In 2016 researchers used one ANN to doctor images in trial and error fashion, identify another's focal points and thereby generate images that deceived it. The modified images looked no different to human eyes. Another group showed that printouts of doctored images then photographed successfully tricked an image classification system. One defense is reverse image search, in which a possible fake image is submitted to a site such as TinEye that can then find other instances of it. A refinement is to search using only parts of the image, to identify images from which that piece may have been taken.

Another group showed that certain psychedelic spectacles could fool a facial recognition system into thinking ordinary people were celebrities, potentially allowing one person to impersonate another. In 2017 researchers added stickers to stop signs and caused an ANN to misclassify them.

ANNs can however be further trained to detect attempts at deception, potentially leading attackers and defenders into an arms race similar to the kind that already defines the malware defense industry. ANNs have been trained to defeat ANN-based anti-malware software by repeatedly attacking a defense with malware that was continually altered by a genetic algorithm until it tricked the anti-malware while retaining its ability to damage the target.

In 2016, another group demonstrated that certain sounds could make the Google Now voice command system open a particular web address, and hypothesized that this could "serve as a stepping stone for further attacks (e.g., opening a web page hosting drive-by malware)."

In “data poisoning,” false data is continually smuggled into a machine learning system's training set to prevent it from achieving mastery.

Reliance on human microwork

Most Deep Learning systems rely on training and verification data that is generated and/or annotated by humans. It has been argued in media philosophy that not only low-paid clickwork (e.g. on Amazon Mechanical Turk) is regularly deployed for this purpose, but also implicit forms of human microwork that are often not recognized as such.

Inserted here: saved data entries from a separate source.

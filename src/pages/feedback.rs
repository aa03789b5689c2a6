//! Supervisor feedback screen: computed daily metrics plus the three
//! fields a manager may edit (quota and both comment columns).

#[cfg(test)]
#[path = "feedback_test.rs"]
mod feedback_test;

use leptos::prelude::*;

use crate::components::error_banner::ErrorBanner;
use crate::components::route_guard::RouteGuard;
use crate::components::top_nav::TopNav;
use crate::net::feedback::{self, FeedbackFilters};
use crate::net::types::{FeedbackRecord, FeedbackUpdate};

/// Build the partial update for one edited row: only fields that differ
/// from the stored record go on the wire.
pub(crate) fn build_update(
    record: &FeedbackRecord,
    quota: &str,
    supervisor_comments: &str,
    manager_comments: &str,
) -> Result<FeedbackUpdate, String> {
    let mut update = FeedbackUpdate::default();

    let quota = quota.trim();
    if !quota.is_empty() {
        let parsed: f64 =
            quota.parse().map_err(|_| format!("'{quota}' is not a valid quota"))?;
        if (parsed - record.daily_quota).abs() > f64::EPSILON {
            update.daily_quota = Some(parsed);
        }
    }
    if supervisor_comments != record.supervisor_comments.as_deref().unwrap_or_default() {
        update.supervisor_comments = Some(supervisor_comments.to_owned());
    }
    if manager_comments != record.manager_comments.as_deref().unwrap_or_default() {
        update.manager_comments = Some(manager_comments.to_owned());
    }
    Ok(update)
}

#[component]
pub fn FeedbackPage() -> impl IntoView {
    view! {
        <RouteGuard>
            <TopNav/>
            <main class="dashboard">
                <ErrorBanner/>
                <FeedbackContent/>
            </main>
        </RouteGuard>
    }
}

#[component]
fn FeedbackContent() -> impl IntoView {
    let filters = RwSignal::new(FeedbackFilters::default());

    let supervisors = LocalResource::new(move || {
        let date = filters.get().date;
        async move { feedback::fetch_supervisors(date.as_deref()).await.unwrap_or_default() }
    });
    let records = LocalResource::new(move || {
        let filters = filters.get();
        async move { feedback::fetch_records(&filters).await }
    });

    let on_saved = Callback::new(move |()| records.refetch());

    view! {
        <div class="filters-panel">
            <label class="filters-panel__field">
                "Date"
                <input
                    type="date"
                    prop:value=move || filters.get().date.unwrap_or_default()
                    on:change=move |ev| {
                        let raw = event_target_value(&ev);
                        filters.update(|f| f.date = if raw.is_empty() { None } else { Some(raw) });
                    }
                />
            </label>
            <label class="filters-panel__field">
                "Supervisor"
                <select
                    prop:value=move || filters.get().supervisor.unwrap_or_default()
                    on:change=move |ev| {
                        let raw = event_target_value(&ev);
                        filters
                            .update(|f| {
                                f.supervisor = if raw.is_empty() { None } else { Some(raw) };
                            });
                    }
                >
                    <option value="">"All supervisors"</option>
                    {move || {
                        supervisors
                            .get()
                            .unwrap_or_default()
                            .into_iter()
                            .map(|name| view! { <option value=name.clone()>{name.clone()}</option> })
                            .collect::<Vec<_>>()
                    }}
                </select>
            </label>
            <button class="btn" on:click=move |_| records.refetch()>"Refresh"</button>
        </div>

        <Suspense fallback=move || view! { <p>"Loading feedback..."</p> }>
            {move || {
                records
                    .get()
                    .map(|result| match result {
                        Ok((rows, _)) if rows.is_empty() => {
                            view! { <p class="empty">"No feedback for these filters."</p> }
                                .into_any()
                        }
                        Ok((rows, _)) => {
                            view! {
                                <div class="feedback-list">
                                    {rows
                                        .into_iter()
                                        .map(|record| {
                                            view! {
                                                <FeedbackRow record=record on_saved=on_saved/>
                                            }
                                        })
                                        .collect::<Vec<_>>()}
                                </div>
                            }
                                .into_any()
                        }
                        Err(err) => {
                            view! { <p class="load-error">{err.to_string()}</p> }.into_any()
                        }
                    })
            }}
        </Suspense>
    }
}

/// One editable feedback record.
#[component]
fn FeedbackRow(record: FeedbackRecord, on_saved: Callback<()>) -> impl IntoView {
    let quota = RwSignal::new(record.daily_quota.to_string());
    let supervisor_comments =
        RwSignal::new(record.supervisor_comments.clone().unwrap_or_default());
    let manager_comments = RwSignal::new(record.manager_comments.clone().unwrap_or_default());
    let saving = RwSignal::new(false);
    let row_message = RwSignal::new(None::<String>);

    let record = StoredValue::new(record);

    let on_save = move |_| {
        if saving.get() {
            return;
        }
        let built = record.with_value(|record| {
            build_update(
                record,
                &quota.get(),
                &supervisor_comments.get(),
                &manager_comments.get(),
            )
        });
        match built {
            Err(msg) => row_message.set(Some(msg)),
            Ok(update) if update.is_empty() => {
                row_message.set(Some("Nothing changed.".to_owned()));
            }
            Ok(update) => {
                saving.set(true);
                row_message.set(None);
                let id = record.with_value(|r| r.id);
                #[cfg(feature = "hydrate")]
                leptos::task::spawn_local(async move {
                    match feedback::update_record(id, &update).await {
                        Ok(_) => on_saved.run(()),
                        Err(err) => row_message.set(Some(err.to_string())),
                    }
                    saving.set(false);
                });
                #[cfg(not(feature = "hydrate"))]
                {
                    let _ = (id, update);
                }
            }
        }
    };

    view! {
        <article class="feedback-row">
            <header class="feedback-row__header">
                <h3>{record.with_value(|r| r.supervisor.clone())}</h3>
                <span class="feedback-row__zone">
                    {record.with_value(|r| r.zone.clone().unwrap_or_default())}
                </span>
                <span class="feedback-row__date">
                    {record.with_value(|r| r.report_date.clone())}
                </span>
            </header>
            <dl class="feedback-row__metrics">
                <div>
                    <dt>"Headcount"</dt>
                    <dd>{record.with_value(|r| r.headcount.unwrap_or_default())}</dd>
                </div>
                <div>
                    <dt>"With sales"</dt>
                    <dd>{record.with_value(|r| r.sellers_with_sales.unwrap_or_default())}</dd>
                </div>
                <div>
                    <dt>"Orders"</dt>
                    <dd>{record.with_value(|r| r.distinct_orders.unwrap_or_default())}</dd>
                </div>
                <div>
                    <dt>"Quota coverage"</dt>
                    <dd>
                        {record
                            .with_value(|r| {
                                r.quota_coverage_pct
                                    .map(|p| format!("{p:.1}%"))
                                    .unwrap_or_default()
                            })}
                    </dd>
                </div>
            </dl>
            <div class="feedback-row__edit">
                <label>
                    "Daily quota"
                    <input
                        type="number"
                        min="0"
                        prop:value=move || quota.get()
                        on:input=move |ev| quota.set(event_target_value(&ev))
                    />
                </label>
                <label>
                    "Supervisor comments"
                    <textarea
                        prop:value=move || supervisor_comments.get()
                        on:input=move |ev| supervisor_comments.set(event_target_value(&ev))
                    ></textarea>
                </label>
                <label>
                    "Manager comments"
                    <textarea
                        prop:value=move || manager_comments.get()
                        on:input=move |ev| manager_comments.set(event_target_value(&ev))
                    ></textarea>
                </label>
                <button class="btn btn--primary" on:click=on_save disabled=move || saving.get()>
                    {move || if saving.get() { "Saving..." } else { "Save" }}
                </button>
                <Show when=move || row_message.get().is_some()>
                    <p class="feedback-row__message">
                        {move || row_message.get().unwrap_or_default()}
                    </p>
                </Show>
            </div>
        </article>
    }
}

The philosopher Rainer Mühlhoff distinguishes five types of "machinic capture" of human microwork to generate training data: (1) gamification (the embedding of annotation or computation tasks in the flow of a game), (2) "trapping and tracking" (e.g. CAPTCHAs for image recognition or click-tracking on Google search results pages), (3) exploitation of social motivations (e.g. tagging faces on Facebook to obtain labeled facial images), (4) information mining (e.g. by leveraging quantified-self devices such as activity trackers) and (5) clickwork.

Mühlhoff argues that in most commercial end-user applications of Deep Learning such as Facebook's face recognition system, the need for training data does not stop once an ANN is trained. Rather, there is a continued demand for human-generated verification data to constantly calibrate and update the ANN. For this purpose Facebook introduced the feature that once a user is automatically recognized in an image, they receive a notification. They can choose whether of not they like to be publicly labeled on the image, or tell Facebook that it is not them in the picture. This user interface is a mechanism to generate "a constant stream of verification data" to further train the network in real-time. As Mühlhoff argues, involvement of human users to generate training and verification data is so typical for most commercial end-user applications of Deep Learning that such systems may be referred to as "human-aided artificial intelligence".